Violinist Stephane Grappelli and guitarist Django Reinhardt had a musical partnership that endured despite their different personalities. On a 1947 session they recorded a bouncy version of “I Love You” which captures both men at their creative best.

More than any other prior performance, however, it is John Coltrane’s 1957 trio version that brought the tune jazz standard status. His trio, with a rhythm section minus piano or guitar, Coltrane’s group has a full sound, and his playing is marvelous.

Chris Tyle - Jazz Musician and Historian

Django Reinhardt/Stephane Grappelli
Django Reinhardt and Stephane Grappelli
GNP Crescendo 9053

John Coltrane
Lush Life
Original Jazz Classics 131
Original recording, 1958, Prestige Records
Getting Started
This section suggests definitive or otherwise significant recordings that will help jazz students get acquainted with “I Love You.” These recordings have been selected from the Jazz History and CD Recommendations sections.

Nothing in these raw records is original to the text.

//! Selector parsing
//!
//! Decomposed parser for the `fields` and `preload` path expressions:
//! segment and selector types, the expression grammar, and the collection
//! step that unifies the header and query-string forms of both inputs.

pub mod parser;
pub mod set;
pub mod types;

// Re-export main types
pub use parser::{parse_selector, parse_values};
pub use set::SelectorSet;
pub use types::{Segment, Selector, SelectorKind, SelectorSource};
//! HTTP/2 connections with server push
//!
//! Every client stream is handled on its own task. Its [`H2Pusher`] sends
//! PUSH_PROMISE frames on that stream and runs each promised request through
//! the pipeline on a spawned task. Pushed resources may push again: promises
//! always go out on the client stream, which stays open until every pushed
//! sub-request has finished.

use std::sync::Arc;
use std::sync::atomic::{AtomicBool, Ordering};

use bytes::{Bytes, BytesMut};
use h2::server::{SendPushedResponse, SendResponse};
use h2::{RecvStream, SendStream};
use http::{HeaderMap, Method, Request, Response, Uri};
use parking_lot::Mutex;
use pushgate_engine::{PushContext, PushError, Pusher};
use tokio::io::{AsyncRead, AsyncWrite};
use tokio::task::JoinHandle;

use crate::error::GatewayResult;
use crate::pipeline::{Forwarded, IncomingRequest, Pipeline};

/// Serve one HTTP/2 connection until the client closes it
pub(crate) async fn serve<T>(io: T, pipeline: Arc<Pipeline>, proto: &'static str, local_host: Arc<str>) -> GatewayResult<()>
where
    T: AsyncRead + AsyncWrite + Unpin + Send + 'static,
{
    let mut connection = h2::server::handshake(io).await?;

    while let Some(accepted) = connection.accept().await {
        let (request, respond) = accepted?;
        let pipeline = Arc::clone(&pipeline);
        let local_host = Arc::clone(&local_host);

        tokio::spawn(async move {
            if let Err(e) = handle_stream(request, respond, pipeline, proto, &local_host).await {
                tracing::debug!(error = %e, "HTTP/2 stream ended with an error");
            }
        });
    }

    Ok(())
}

async fn handle_stream(
    request: Request<RecvStream>,
    respond: SendResponse<Bytes>,
    pipeline: Arc<Pipeline>,
    proto: &'static str,
    local_host: &str,
) -> GatewayResult<()> {
    let (parts, mut body) = request.into_parts();
    let body = read_body(&mut body).await?;

    let forwarded = Forwarded::from_request(&parts.uri, &parts.headers, proto, local_host);
    let request = IncomingRequest {
        method: parts.method,
        uri: parts.uri,
        headers: parts.headers,
        body,
    };

    let context = pipeline.push_context();
    let pusher = H2Pusher::new(respond, Arc::clone(&pipeline), Arc::clone(&context), forwarded.clone());
    let response = pipeline.handle(request, &forwarded, &context, &pusher, 0).await;

    pusher.respond(response).await
}

async fn read_body(body: &mut RecvStream) -> Result<Bytes, h2::Error> {
    let mut buffer = BytesMut::new();
    while let Some(chunk) = body.data().await {
        let chunk = chunk?;
        // Returning the window keeps large uploads flowing
        let _ = body.flow_control().release_capacity(chunk.len());
        buffer.extend_from_slice(&chunk);
    }
    Ok(buffer.freeze())
}

/// State shared by a client stream and every sub-request pushed for it
struct Shared {
    /// The client stream; PUSH_PROMISE must be sent on a client-initiated stream
    stream: Mutex<SendResponse<Bytes>>,
    tasks: Mutex<Vec<JoinHandle<()>>>,
    pipeline: Arc<Pipeline>,
    context: Arc<PushContext>,
    forwarded: Forwarded,
    refused: AtomicBool,
}

/// [`Pusher`] over one HTTP/2 client stream
#[derive(Clone)]
pub struct H2Pusher {
    shared: Arc<Shared>,
    depth: usize,
}

impl std::fmt::Debug for H2Pusher {
    fn fmt(&self, f: &mut std::fmt::Formatter<'_>) -> std::fmt::Result {
        f.debug_struct("H2Pusher")
            .field("forwarded", &self.shared.forwarded)
            .field("depth", &self.depth)
            .field("refused", &self.shared.refused.load(Ordering::Relaxed))
            .finish()
    }
}

impl H2Pusher {
    fn new(stream: SendResponse<Bytes>, pipeline: Arc<Pipeline>, context: Arc<PushContext>, forwarded: Forwarded) -> Self {
        Self {
            shared: Arc::new(Shared {
                stream: Mutex::new(stream),
                tasks: Mutex::new(Vec::new()),
                pipeline,
                context,
                forwarded,
                refused: AtomicBool::new(false),
            }),
            depth: 0,
        }
    }

    fn child(&self) -> Self {
        Self {
            shared: Arc::clone(&self.shared),
            depth: self.depth + 1,
        }
    }

    /// Send the client stream's response, then end the stream once every
    /// pushed sub-request is done
    async fn respond(self, response: Response<Bytes>) -> GatewayResult<()> {
        let (parts, body) = response.into_parts();
        let mut stream = self
            .shared
            .stream
            .lock()
            .send_response(Response::from_parts(parts, ()), false)?;

        if !body.is_empty() {
            stream.send_data(body, false)?;
        }

        self.drain().await;
        stream.send_data(Bytes::new(), true)?;
        Ok(())
    }

    /// Wait for pushed sub-requests, including the ones they spawn meanwhile
    async fn drain(&self) {
        loop {
            let pending = std::mem::take(&mut *self.shared.tasks.lock());
            if pending.is_empty() {
                return;
            }
            for task in pending {
                if let Err(e) = task.await {
                    tracing::warn!(error = %e, "pushed sub-request task failed");
                }
            }
        }
    }

    /// Run a promised request through the pipeline and answer on the pushed stream
    async fn deliver(self, mut pushed: SendPushedResponse<Bytes>, uri: Uri, headers: HeaderMap) {
        let path = uri.to_string();
        let request = IncomingRequest::pushed(uri, headers);
        let shared = &self.shared;
        let response = shared
            .pipeline
            .handle(request, &shared.forwarded, &shared.context, &self, self.depth)
            .await;

        let (parts, body) = response.into_parts();
        let end_of_stream = body.is_empty();
        let sent = pushed
            .send_response(Response::from_parts(parts, ()), end_of_stream)
            .and_then(|mut stream: SendStream<Bytes>| {
                if end_of_stream {
                    Ok(())
                } else {
                    stream.send_data(body, true)
                }
            });

        if let Err(e) = sent {
            tracing::debug!(push_target = %path, error = %e, "pushed stream abandoned");
        }
    }
}

impl Pusher for H2Pusher {
    fn can_push(&self) -> bool {
        !self.shared.refused.load(Ordering::Acquire)
    }

    fn push(&self, path: &str, headers: HeaderMap) -> Result<(), PushError> {
        let target: Uri = path
            .parse()
            .map_err(|e: http::uri::InvalidUri| PushError::InvalidTarget(format!("{path}: {e}")))?;
        let uri: Uri = format!("{}{path}", self.shared.forwarded.origin())
            .parse()
            .map_err(|e: http::uri::InvalidUri| PushError::InvalidTarget(format!("{path}: {e}")))?;

        let mut promise = Request::new(());
        *promise.method_mut() = Method::GET;
        *promise.uri_mut() = uri;
        *promise.headers_mut() = headers.clone();

        let pushed = self.shared.stream.lock().push_request(promise);
        let pushed = match pushed {
            Ok(pushed) => pushed,
            Err(e) => {
                // Push disabled by the client, or the stream is gone
                self.shared.refused.store(true, Ordering::Release);
                return Err(PushError::Refused(e.to_string()));
            }
        };
        tracing::debug!(push_target = path, depth = self.depth + 1, "push promise sent");

        let task = tokio::spawn(self.child().deliver(pushed, target, headers));
        self.shared.tasks.lock().push(task);
        Ok(())
    }
}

The song “I Love You” really hit its stride as a jazz vehicle in the 1950s. Bill Evans’ first recording of the song (New Jazz Conceptions) and John Coltrane’s powerhouse performance from 1957 (Lush Life) are both presented in a trio format and are both widely influential. Anita O’Day’s 1959 recording (Anita O’Day Swings Cole Porter with Billy May), meanwhile, offers a fine blueprint for how a vocalist can navigate this challenging melody.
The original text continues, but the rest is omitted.